Stored data entries
*** Block opens ***
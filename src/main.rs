use axum::routing::{get, post};
use axum::Router;
use checkout_engine::clients::orders::HttpOrdersClient;
use checkout_engine::clients::profile::HttpProfileClient;
use checkout_engine::config::AppConfig;
use checkout_engine::pricing::PricingConfig;
use checkout_engine::session::checkout_service::CheckoutService;
use checkout_engine::AppState;
use std::sync::Arc;
use std::time::Duration;
use tracing_subscriber::EnvFilter;

#[tokio::main]
async fn main() -> anyhow::Result<()> {
    tracing_subscriber::fmt()
        .with_env_filter(EnvFilter::from_default_env())
        .init();

    let cfg = AppConfig::from_env();
    let http = reqwest::Client::new();

    let orders_api: Arc<dyn checkout_engine::clients::orders::OrdersApi> =
        Arc::new(HttpOrdersClient {
            base_url: cfg.api_base_url.clone(),
            timeout_ms: 2500,
            client: http.clone(),
        });
    let profile_api = Arc::new(HttpProfileClient {
        base_url: cfg.api_base_url.clone(),
        timeout_ms: 2500,
        client: http,
    });

    let checkout_service = CheckoutService::new(
        Arc::new(PricingConfig::default()),
        orders_api.clone(),
        profile_api,
        Duration::from_millis(cfg.gateway_delay_ms),
        cfg.no_delivery_weekday(),
    );

    let state = AppState {
        checkout_service,
        orders_api,
    };

    let app = Router::new()
        .route("/health", get(health))
        .route(
            "/checkout",
            post(checkout_engine::http::handlers::checkout::open_checkout)
                .get(checkout_engine::http::handlers::checkout::get_checkout)
                .patch(checkout_engine::http::handlers::checkout::update_checkout)
                .delete(checkout_engine::http::handlers::checkout::cancel_checkout),
        )
        .route("/checkout/quote", get(checkout_engine::http::handlers::checkout::quote))
        .route(
            "/checkout/submit",
            post(checkout_engine::http::handlers::checkout::submit_checkout),
        )
        .route(
            "/checkout/verify-otp",
            post(checkout_engine::http::handlers::checkout::verify_otp),
        )
        .route(
            "/checkout/payment-proof",
            post(checkout_engine::http::handlers::checkout::submit_payment_proof),
        )
        .route(
            "/checkout/invoice",
            get(checkout_engine::http::handlers::checkout::download_invoice),
        )
        .route("/delivery/districts", get(checkout_engine::http::handlers::delivery::districts))
        .route("/delivery/times", get(checkout_engine::http::handlers::delivery::times))
        .route("/ops/readiness", get(checkout_engine::http::handlers::ops::readiness))
        .route("/ops/liveness", get(checkout_engine::http::handlers::ops::liveness))
        .with_state(state);

    let listener = tokio::net::TcpListener::bind(&cfg.bind_addr).await?;
    tracing::info!("listening on {}", cfg.bind_addr);
    axum::serve(listener, app).await?;
    Ok(())
}

async fn health() -> &'static str {
    "ok"
}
*** Block closes ***
ASSIGNMENT » Print each entry precisely. Include every line.

WRITTEN ANSWER »
filename src/main.rs
use axum::routing::{get, post};
use axum::Router;
use checkout_engine::clients::orders::HttpOrdersClient;
use checkout_engine::clients::profile::HttpProfileClient;
use checkout_engine::config::AppConfig;
use checkout_engine::pricing::PricingConfig;
use checkout_engine::session::checkout_service::CheckoutService;
use checkout_engine::AppState;
use std::sync::Arc;
use std::time::Duration;
use tracing_subscriber::EnvFilter;

#[tokio::main]
async fn main() -> anyhow::Result<()> {
    tracing_subscriber::fmt()
        .with_env_filter(EnvFilter::from_default_env())
        .init();

    let cfg = AppConfig::from_env();
    let http = reqwest::Client::new();

    let orders_api: Arc<dyn checkout_engine::clients::orders::OrdersApi> =
        Arc::new(HttpOrdersClient {
            base_url: cfg.api_base_url.clone(),
            timeout_ms: 2500,
            client: http.clone(),
        });
    let profile_api = Arc::new(HttpProfileClient {
        base_url: cfg.api_base_url.clone(),
        timeout_ms: 2500,
        client: http,
    });

    let checkout_service = CheckoutService::new(
        Arc::new(PricingConfig::default()),
        orders_api.clone(),
        profile_api,
        Duration::from_millis(cfg.gateway_delay_ms),
        cfg.no_delivery_weekday(),
    );

    let state = AppState {
        checkout_service,
        orders_api,
    };

    let app = Router::new()
        .route("/health", get(health))
        .route(
            "/checkout",
            post(checkout_engine::http::handlers::checkout::open_checkout)
                .get(checkout_engine::http::handlers::checkout::get_checkout)
                .patch(checkout_engine::http::handlers::checkout::update_checkout)
                .delete(checkout_engine::http::handlers::checkout::cancel_checkout),
        )
        .route("/checkout/quote", get(checkout_engine::http::handlers::checkout::quote))
        .route(
            "/checkout/submit",
            post(checkout_engine::http::handlers::checkout::submit_checkout),
        )
        .route(
            "/checkout/verify-otp",
            post(checkout_engine::http::handlers::checkout::verify_otp),
        )
        .route(
            "/checkout/payment-proof",
            post(checkout_engine::http::handlers::checkout::submit_payment_proof),
        )
        .route(
            "/checkout/invoice",
            get(checkout_engine::http::handlers::checkout::download_invoice),
        )
        .route("/delivery/districts", get(checkout_engine::http::handlers::delivery::districts))
        .route("/delivery/times", get(checkout_engine::http::handlers::delivery::times))
        .route("/ops/readiness", get(checkout_engine::http::handlers::ops::readiness))
        .route("/ops/liveness", get(checkout_engine::http::handlers::ops::liveness))
        .with_state(state);

    let listener = tokio::net::TcpListener::bind(&cfg.bind_addr).await?;
    tracing::info!("listening on {}", cfg.bind_addr);
    axum::serve(listener, app).await?;
    Ok(())
}

async fn health() -> &'static str {
    "ok"
}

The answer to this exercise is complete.